Chozen-ji: Zen Temple Beyond Zen
Unlike any other Zen temple
Since its establishment in 1972, leaders from Hawaiʻi and around the world have come to Chozen-ji to pursue the deepest spiritual self-discipline, or shugyo. Through our rigorous approach to Zen training, true freedom and happiness are not only possible but able to be shared endlessly with the world. This far reaching impact on the world is in keeping with our designation as the only Daihonzan, or central temple, outside of Japan.
A vibrant community training in the Way
At Chozen-ji, students are pushed to refine their breath, posture and awareness in every activity. The various practices, especially zazen (meditation), grow this state of concentration and relaxation in which one is fully present, moment by moment. By deeply pursuing the Way, students can ultimately develop the wisdom and compassion often associated with old age at any point in life so they can use it to benefit the world.
Today, beyond the Dojo in Hawaii, there are students around the world training in the Chozen-ji lineage, most notably at the Zen Dojo of Wisconsin. To learn more about how to join Chozen-ji and participate in Zen training, please visit our Training page.

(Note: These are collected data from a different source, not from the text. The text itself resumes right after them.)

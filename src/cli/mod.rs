//! Command-line interface definitions and helpers.
//!
//! This module contains CLI argument parsing and the subcommand handlers.

mod args;
mod commands;

pub use args::Args;
pub use commands::run;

Chozen-ji was founded by Omori Sogen and Tenshin Tanouye, both renowned Zen masters, swordsmen and calligraphers. Omori Roshi is a direct Dharma Successor of the Tenryu-ji Line of Rinzai Zen and a successor of Yamaoka Tesshu's Taishi School of Calligraphy and of the Jikishinkage School of Fencing.
Tanouye Roshi was a kama‘aina – born of the land of Hawai‘i – and a public school teacher with a specialty in music who turned his school room into a martial arts dojo every afternoon. He was also a determined student of the martial arts and earned the 6th or 7th degree in seven different arts including Judo, Kendo, Karate, Iaido and Jojitsu.

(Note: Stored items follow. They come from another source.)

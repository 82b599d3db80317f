// Entrypoint for the `zeg` command.
// - Parses arguments, signs in, loads the collection description and hands
//   everything to `CollectionCreator`.
// - Returns `anyhow::Result` so every fatal error ends the process with a
//   message and a nonzero status.

use std::io::IsTerminal;
use std::path::PathBuf;

use anyhow::{bail, Context};
use clap::Parser;
use tracing::info;

use zeg_uploader::api::ApiClient;
use zeg_uploader::auth::{AuthClient, Authenticator};
use zeg_uploader::collection::CollectionCreator;
use zeg_uploader::config::CollectionConfig;
use zeg_uploader::rewrite::FileTrace;
use zeg_uploader::{logging, ui};

/// Command line script to create a Zeg based collection.
#[derive(Parser, Debug)]
#[command(name = "zeg", version, about)]
struct Args {
    /// Collection details in YAML format
    #[arg(long)]
    collection: PathBuf,

    /// Project id to make collection in
    #[arg(long)]
    project: String,

    /// Zegami api endpoint
    #[arg(long, default_value = "https://app.zegami.com/api/")]
    api_url: String,

    /// Zegami authentication endpoint
    #[arg(long, default_value = "https://app.zegami.com/oauth/token/")]
    oauth_url: String,

    /// Account email, prompted for when absent
    #[arg(long, env = "ZEGAMI_USERNAME")]
    username: Option<String>,

    /// Account password, prompted for when absent
    #[arg(long, env = "ZEGAMI_PASSWORD", hide_env_values = true)]
    password: Option<String>,

    /// Also write the rewritten template to this file
    #[arg(long)]
    trace_template: Option<PathBuf>,

    /// Show progress; repeat for more detail
    #[arg(short, long, action = clap::ArgAction::Count)]
    verbose: u8,
}

fn main() -> anyhow::Result<()> {
    let args = Args::parse();
    logging::init_logger(args.verbose);

    let (username, password) = ui::prompt_credentials(args.username, args.password)?;
    let auth = AuthClient::new(&args.oauth_url, &username, &password).context("Failed to build HTTP client")?;

    let spinner = ui::spinner("Signing in...");
    let token = auth.request_token();
    spinner.finish_and_clear();
    let Some(token) = token else {
        bail!("Failed to sign in!");
    };
    info!("User successfully signed in.");

    let config = CollectionConfig::load(&args.collection)
        .with_context(|| format!("Failed to load collection {}", args.collection.display()))?;

    let gateway = ApiClient::new(&args.api_url, &args.project, &token).context("Failed to build HTTP client")?;
    let mut trace = args.trace_template.map(FileTrace::new);

    let mut creator = CollectionCreator::new(&gateway, &auth).with_progress(std::io::stderr().is_terminal());
    if let Some(trace) = trace.as_mut() {
        creator = creator.with_trace(trace);
    }
    let report = creator.run(&config)?;

    info!(
        collection = %report.collection.id,
        uploaded = report.uploaded(),
        failed = report.failed(),
        "collection created"
    );
    Ok(())
}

With this background, Tanouye Roshi developed an approach to Zen that uses the breath and physical training to cultivate Ki’ai—the intangible yet ever-present spirit/vibration of every object, person or interaction. Using the martial and fine arts, he developed an accessible method that emphasized the interruption of habits and attachments. In doing so, he gave practical form to Omori Roshi’s proclamation in the first line of the Chozen-ji Canon:
Zen is to transcend life and death (all dualism), to truly realize that the entire universe is the “True Human Body,” through the discipline of “mind and body in oneness.”
A Manawa , A Spiritual Mountain in Hawai'i
Chozen-ji is located deep in Honolulu’s Kalihi Valley. The cultural and spiritual practices of Hawaiʻi provide the backdrop for our unique approach to Zen training.
On her first visit, Hawaiian spiritual teacher and activist Pilahi Paki recognized Chozen-ji as a Manawa, one of four spiritual energy “mountains” of Hawai‘i thought to be lost in modernity. True to its name (meaning “Temple of Zen transcending Zen”), Chozen-ji seeks to go beyond the structures that differentiate us, and acknowledge the unified essence of who we are. Nana Veary, another renowned Hawaiian spiritual teacher, said she felt like she came home when she found Chozen-ji and that Tanouye Roshi was a Zen Master who taught and embodied the spirit of Aloha.